Delegados da PF também são peças-chave
O clima de preocupação pelos depoimentos já começou na segunda-feira (11/5). O ex-diretor-geral da Polícia Federal Maurício Valeixo foi ouvido em Curitiba por quase 6 horas. Segundo fontes da PF e interlocutores da PGR, este era um depoimento considerado essencial para as investigações, já que podia esclarecer, por exemplo, como e há quanto tempo ele vinha sendo pressionado para trocar a Superintendência do Rio de Janeiro. Segundo Moro afirmou no depoimento que prestou à PF, também em Curitiba, no último 2 de maio, Bolsonaro teria dito que o ex-ministro tinha 27 Superintendências enquanto ele [o presidente] só queria uma, a do Rio de Janeiro.
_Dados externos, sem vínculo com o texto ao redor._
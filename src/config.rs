//! Configuration
//!
//! The query core itself is not configurable: matching, ordering and
//! canonicalization are fixed. Only observability output can be tuned.

use serde::{Deserialize, Serialize};
use thiserror::Error;

use crate::observability::Severity;

/// Result type for configuration loading
pub type ConfigResult<T> = Result<T, ConfigError>;

/// Configuration errors
#[derive(Debug, Error)]
pub enum ConfigError {
    /// The configuration document is not valid JSON for this schema
    #[error("Invalid observability config: {0}")]
    Parse(#[from] serde_json::Error),
}

/// Observability configuration
#[derive(Debug, Clone, PartialEq, Eq, Serialize, Deserialize)]
pub struct ObservabilityConfig {
    /// Whether structured logs are written at all (default: true)
    #[serde(default = "default_enabled")]
    pub enabled: bool,

    /// Records below this severity are dropped (default: INFO)
    #[serde(default = "default_min_severity")]
    pub min_severity: Severity,
}

fn default_enabled() -> bool {
    true
}

fn default_min_severity() -> Severity {
    Severity::Info
}

impl Default for ObservabilityConfig {
    fn default() -> Self {
        Self {
            enabled: default_enabled(),
            min_severity: default_min_severity(),
        }
    }
}

impl ObservabilityConfig {
    /// Config that writes every record, including per-query trace events.
    pub fn verbose() -> Self {
        Self {
            enabled: true,
            min_severity: Severity::Trace,
        }
    }

    /// Config that writes nothing.
    pub fn silent() -> Self {
        Self {
            enabled: false,
            ..Self::default()
        }
    }

    /// Parse a JSON configuration document; missing fields take defaults.
    pub fn from_json_str(content: &str) -> ConfigResult<Self> {
        Ok(serde_json::from_str(content)?)
    }
}

#[cfg(test)]
mod tests {
    use super::*;

    #[test]
    fn test_config_default() {
        let config = ObservabilityConfig::default();
        assert!(config.enabled);
        assert_eq!(config.min_severity, Severity::Info);
    }

    #[test]
    fn test_empty_document_takes_defaults() {
        let config = ObservabilityConfig::from_json_str("{}").unwrap();
        assert_eq!(config, ObservabilityConfig::default());
    }

    #[test]
    fn test_parse_severity() {
        let config =
            ObservabilityConfig::from_json_str(r#"{"min_severity": "TRACE"}"#).unwrap();
        assert_eq!(config, ObservabilityConfig::verbose());
    }

    #[test]
    fn test_parse_disabled() {
        let config = ObservabilityConfig::from_json_str(r#"{"enabled": false}"#).unwrap();
        assert_eq!(config, ObservabilityConfig::silent());
    }

    #[test]
    fn test_invalid_severity_rejected() {
        let result = ObservabilityConfig::from_json_str(r#"{"min_severity": "LOUD"}"#);
        assert!(matches!(result, Err(ConfigError::Parse(_))));
    }
}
Também nesta segunda falaram à PF Alexandre Ramagem, atual diretor-geral da Abin (Agência Brasileira de Inteligência), e Ricardo Saad, ex-superintendente da PF no Rio — também depoimentos considerados importantes no inquérito. Ramagem segue como o nome predileto do presidente Bolsonaro para assumir a diretoria-geral da Polícia Federal, mas foi impedido de tomar posse no dia 29 de março por uma liminar do ministro do STF Alexandre de Moraes, que viu na indicação “desvio de finalidade”. Ramagem é próximo da família Bolsonaro e esteve, inclusive, no Palácio da Alvorada no domingo (10/5). Saad foi diretor da PF no Rio na primeira vez que o mandatário mostrou publicamente disposição de trocar o comando da instituição no estado, em agosto de 2019. Na ocasião, houve grande mal-estar na corporação, que reagiu, e se contornou a situação. Jair Bolsonaro, contudo, afirmou por diversas vezes após o episódio que é “ele quem manda”. Outros depoimentos marcados pela PF esta semana são: Carlos Henrique de Oliveira Souza (ex-superintendente no Rio de Janeiro), Alexandre da Silva Saraiva (ex-superintendente no Amazonas), Rodrigo de Melo Teixeira (ex-superintendente em Minas Gerais). Todos falaram terça às 15 horas. As oitivas dos 2 primeiros será na Superintendência da PF em Brasília. Já a de Teixeira ainda não foi definida.
A aliada que preocupa
Há ainda o interrogatório da deputada Carla Zambelli (PSL-SP), uma peça à parte. Sempre disposta a defender o presidente Jair Bolsonaro com unhas e dentes, a deputada Carla Zambelli acabou também no centro das atenções após Sergio Moro mostrar ao Jornal Nacional uma troca de mensagens com ela, na qual a parlamentar sugere que trabalhará pela indicação do ex-juiz ao Supremo junto ao presidente.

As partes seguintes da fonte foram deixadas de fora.